La République démocratique du Congo a officiellement convoqué, jeudi 17 juillet 2025, l’ambassadeur de l’Ouganda à Kinshasa. Cette initiative diplomatique a été prise par la Ministre d’État congolaise des Affaires étrangères, Thérèse Kayikwamba Wagner, pour dénoncer l’ouverture par Kampala de certaines frontières avec des zones de l’Est congolais sous contrôle de l’AFC/M23.
Kinshasa considère cette décision comme une atteinte grave à sa souveraineté, dans un contexte régional déjà tendu. La RDC redoute que ce geste ougandais ne favorise indirectement les groupes armés qui déstabilisent l’Est du pays depuis plusieurs années.
La porosité des frontières, combinée aux intérêts géopolitiques divergents dans la région des Grands Lacs, complique davantage la coopération sécuritaire.

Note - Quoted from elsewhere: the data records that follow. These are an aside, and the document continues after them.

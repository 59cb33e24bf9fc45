//! One-shot indicator readings

use super::build_venue;
use crate::config::{Config, Secrets};
use crate::indicators::{analyze, crash_reading};
use clap::Args;

#[derive(Args, Debug)]
pub struct AnalyzeArgs {
    /// Candle interval
    #[arg(short, long, default_value = "15m")]
    pub interval: String,

    /// Number of candles to fetch
    #[arg(short, long, default_value_t = 50)]
    pub limit: u16,
}

impl AnalyzeArgs {
    pub async fn execute(&self, config: Config) -> anyhow::Result<()> {
        let venue = build_venue(&config, &Secrets::from_env()).await?;
        let symbol = config.feed.symbol.to_uppercase();
        let candles = venue.candles(&symbol, &self.interval, self.limit).await?;

        println!("{} {} x{}", symbol, self.interval, candles.len());
        println!("{}", analyze(&candles));

        let params = config.alerts.crash_params();
        match crash_reading(&candles, &params) {
            Some(r) => println!(
                "Crash check: {:+.2}% over {} candles, volume {:.2} vs {} -> {}",
                r.price_change_pct,
                params.period,
                r.avg_volume_after,
                r.avg_volume_before
                    .map_or_else(|| "n/a".to_string(), |v| format!("{v:.2}")),
                if r.detected { "REVERSAL" } else { "none" }
            ),
            None => println!("Crash check: not enough data"),
        }
        Ok(())
    }
}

Lors de cet échange diplomatique, la cheffe de la diplomatie congolaise a fermement réaffirmé la position de son gouvernement, insistant sur le respect de l’intégrité territoriale de la RDC. Kinshasa appelle à une coordination régionale responsable et au respect du droit international dans la gestion des frontières et des crises sécuritaires.
Pour rappelle, le poste frontalier terrestre de Bunagana situé entre le district de Kisoro (Ouganda) et le territoire de Rutshuru (Nord-Kivu, RDC), a été rouvert officiellement ce jeudi 10 juillet 2025 par les autorités ougandaises, en l’absence des officiels congolais. Cette décision intervient alors que la zone congolaise demeure sous le contrôle du mouvement rebelle AFC/M23, depuis son occupation en juin 2022.